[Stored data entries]
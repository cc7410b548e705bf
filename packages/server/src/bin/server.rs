//! Line-oriented TCP chat server.
//!
//! Asks every client for the server secret and a nickname, then relays each
//! line a client sends to all other connected clients.
//!
//! Run with:
//! ```not_rust
//! cargo run --bin linechat-server
//! cargo run --bin linechat-server -- --host 127.0.0.1 --port 4000 --secret hunter2
//! SERVER_PORT=4000 CHAT_SECRET=hunter2 cargo run --bin linechat-server
//! ```

use std::{io::BufRead, time::Duration};

use clap::Parser;

use linechat_server::{
    ChatServer, Secret, ServerConfig,
    config::{DEFAULT_HOST, DEFAULT_PORT},
    signal::shutdown_signal,
};
use linechat_shared::logger::setup_logger;

#[derive(Parser, Debug)]
#[command(name = "linechat-server")]
#[command(about = "Line-oriented TCP chat server with shared-secret access", long_about = None)]
struct Args {
    /// Host address to bind the server to
    #[arg(short = 'H', long, env = "SERVER_IP", default_value = DEFAULT_HOST)]
    host: String,

    /// Port number to bind the server to
    #[arg(short = 'p', long, env = "SERVER_PORT", default_value_t = DEFAULT_PORT)]
    port: u16,

    /// Secret key clients must send to join; prompted on stdin when omitted
    #[arg(short = 's', long, env = "CHAT_SECRET", hide_env_values = true)]
    secret: Option<String>,

    /// Seconds a client may take to send the secret and its nickname
    #[arg(long, default_value_t = 30)]
    handshake_timeout: u64,
}

/// Ask the operator for the secret, like the server always did without flags.
fn prompt_secret() -> std::io::Result<String> {
    println!("Define a server secret key:");
    let mut line = String::new();
    std::io::stdin().lock().read_line(&mut line)?;
    Ok(line.trim_end_matches(['\r', '\n']).to_string())
}

#[tokio::main]
async fn main() {
    // Initialize tracing
    setup_logger(env!("CARGO_BIN_NAME"), "info");

    let args = Args::parse();

    let secret = match args.secret {
        Some(secret) => secret,
        None => match prompt_secret() {
            Ok(secret) => secret,
            Err(e) => {
                tracing::error!("Failed to read secret key: {}", e);
                std::process::exit(1);
            }
        },
    };

    let config = ServerConfig::new(args.host, args.port, Secret::new(secret))
        .with_handshake_timeout(Duration::from_secs(args.handshake_timeout));

    let server = match ChatServer::bind(config).await {
        Ok(server) => server,
        Err(e) => {
            tracing::error!("Server error: {}", e);
            std::process::exit(1);
        }
    };

    if let Err(e) = server.run(shutdown_signal()).await {
        tracing::error!("Server error: {}", e);
        std::process::exit(1);
    }
}
//! Terminal output helpers for the client.

use std::io::Write;

/// Prompt shown while the user types a chat line
pub const CHAT_PROMPT: &str = "[me]: ";

/// Print a line received from the server above the input prompt.
///
/// Clears the partially drawn prompt first so incoming lines do not end up
/// glued to it.
pub fn print_incoming(line: &str) {
    print!("\r\x1b[K{}\n", line);
    redisplay_prompt();
}

/// Redisplay the prompt after printing a message
pub fn redisplay_prompt() {
    print!("{}", CHAT_PROMPT);
    std::io::stdout().flush().ok();
}
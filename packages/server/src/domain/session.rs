//! Authenticated participants.

use std::{fmt, sync::Arc};

use tokio::sync::Notify;
use uuid::Uuid;

use super::writer::LineWriter;

/// Identity of one accepted connection.
///
/// Nicknames may collide, so the relay uses this id to recognise the sender
/// of a message.
#[derive(Debug, Clone, Copy, PartialEq, Eq, Hash)]
pub struct ConnectionId(Uuid);

impl ConnectionId {
    pub fn generate() -> Self {
        Self(Uuid::new_v4())
    }
}

impl fmt::Display for ConnectionId {
    fn fmt(&self, f: &mut fmt::Formatter<'_>) -> fmt::Result {
        write!(f, "{}", self.0)
    }
}

/// Display name chosen during the handshake.
///
/// Trimmed of surrounding whitespace. Empty names and duplicates are allowed.
#[derive(Debug, Clone, PartialEq, Eq)]
pub struct Nickname(Arc<str>);

impl Nickname {
    pub fn new(raw: &str) -> Self {
        Self(Arc::from(raw.trim()))
    }

    pub fn as_str(&self) -> &str {
        &self.0
    }
}

impl fmt::Display for Nickname {
    fn fmt(&self, f: &mut fmt::Formatter<'_>) -> fmt::Result {
        f.write_str(&self.0)
    }
}

/// A connected, authenticated participant.
///
/// Owns the write half of its connection. The read half stays with the
/// connection task, which is woken through [`Session::close_signal`] when the
/// session is closed from outside.
pub struct Session {
    id: ConnectionId,
    nickname: Nickname,
    /// Unix timestamp when authenticated (UTC, milliseconds)
    connected_at: i64,
    writer: Box<dyn LineWriter>,
    close_signal: Arc<Notify>,
    open: bool,
}

impl Session {
    pub fn new(
        id: ConnectionId,
        nickname: Nickname,
        connected_at: i64,
        writer: Box<dyn LineWriter>,
    ) -> Self {
        Self {
            id,
            nickname,
            connected_at,
            writer,
            close_signal: Arc::new(Notify::new()),
            open: true,
        }
    }

    pub fn id(&self) -> ConnectionId {
        self.id
    }

    pub fn nickname(&self) -> &Nickname {
        &self.nickname
    }

    pub fn connected_at(&self) -> i64 {
        self.connected_at
    }

    pub fn is_open(&self) -> bool {
        self.open
    }

    /// Notified once when the session is closed via [`Session::close`].
    pub fn close_signal(&self) -> Arc<Notify> {
        self.close_signal.clone()
    }

    pub async fn send_line(&mut self, line: &str) -> std::io::Result<()> {
        self.writer.write_line(line).await
    }

    /// Shut down the connection and wake the task reading from it.
    ///
    /// The underlying writer is closed at most once.
    pub async fn close(&mut self) {
        if self.open {
            self.open = false;
            self.writer.close().await;
        }
        // notify_one keeps a permit, so a reader that is not parked yet still sees it
        self.close_signal.notify_one();
    }

    /// Consume the session, releasing its connection.
    pub async fn release(mut self) {
        self.close().await;
    }
}

impl fmt::Debug for Session {
    fn fmt(&self, f: &mut fmt::Formatter<'_>) -> fmt::Result {
        f.debug_struct("Session")
            .field("id", &self.id)
            .field("nickname", &self.nickname)
            .field("connected_at", &self.connected_at)
            .field("open", &self.open)
            .finish_non_exhaustive()
    }
}

#[cfg(test)]
mod tests {
    use super::*;
    use crate::domain::writer::MockLineWriter;

    #[test]
    fn test_nickname_is_trimmed() {
        // テスト項目: ニックネームの前後の空白が取り除かれる
        // given (前提条件):
        let raw = "  alice \r\n";

        // when (操作):
        let nickname = Nickname::new(raw);

        // then (期待する結果):
        assert_eq!(nickname.as_str(), "alice");
    }

    #[test]
    fn test_empty_nickname_is_allowed() {
        // テスト項目: 空のニックネームも受け付ける
        // given (前提条件):
        let raw = "\n";

        // when (操作):
        let nickname = Nickname::new(raw);

        // then (期待する結果):
        assert_eq!(nickname.as_str(), "");
    }

    #[test]
    fn test_connection_ids_are_unique() {
        // テスト項目: 接続 ID は接続ごとに異なる
        // given (前提条件):

        // when (操作):
        let first = ConnectionId::generate();
        let second = ConnectionId::generate();

        // then (期待する結果):
        assert_ne!(first, second);
    }

    #[tokio::test]
    async fn test_close_releases_writer_once() {
        // テスト項目: close を複数回呼んでも writer は一度だけ閉じられる
        // given (前提条件):
        let mut writer = MockLineWriter::new();
        writer.expect_close().times(1).return_const(());
        let mut session = Session::new(
            ConnectionId::generate(),
            Nickname::new("alice"),
            0,
            Box::new(writer),
        );

        // when (操作):
        session.close().await;
        session.release().await;

        // then (期待する結果):
        // MockLineWriter verifies `times(1)` on drop
    }

    #[tokio::test]
    async fn test_close_signal_fires_before_reader_waits() {
        // テスト項目: 読み込み側が待機する前に close されても通知が失われない
        // given (前提条件):
        let mut writer = MockLineWriter::new();
        writer.expect_close().return_const(());
        let mut session = Session::new(
            ConnectionId::generate(),
            Nickname::new("alice"),
            0,
            Box::new(writer),
        );
        let signal = session.close_signal();

        // when (操作):
        session.close().await;
        let woke =
            tokio::time::timeout(std::time::Duration::from_millis(100), signal.notified()).await;

        // then (期待する結果):
        assert!(woke.is_ok());
        assert!(!session.is_open());
    }
}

#### [YOUR OBJECTIVE]
What lines in the data hold the word "ChatServer"? Return them.

#### [TASK OUTPUT]
    ChatServer, Secret, ServerConfig,
    let server = match ChatServer::bind(config).await {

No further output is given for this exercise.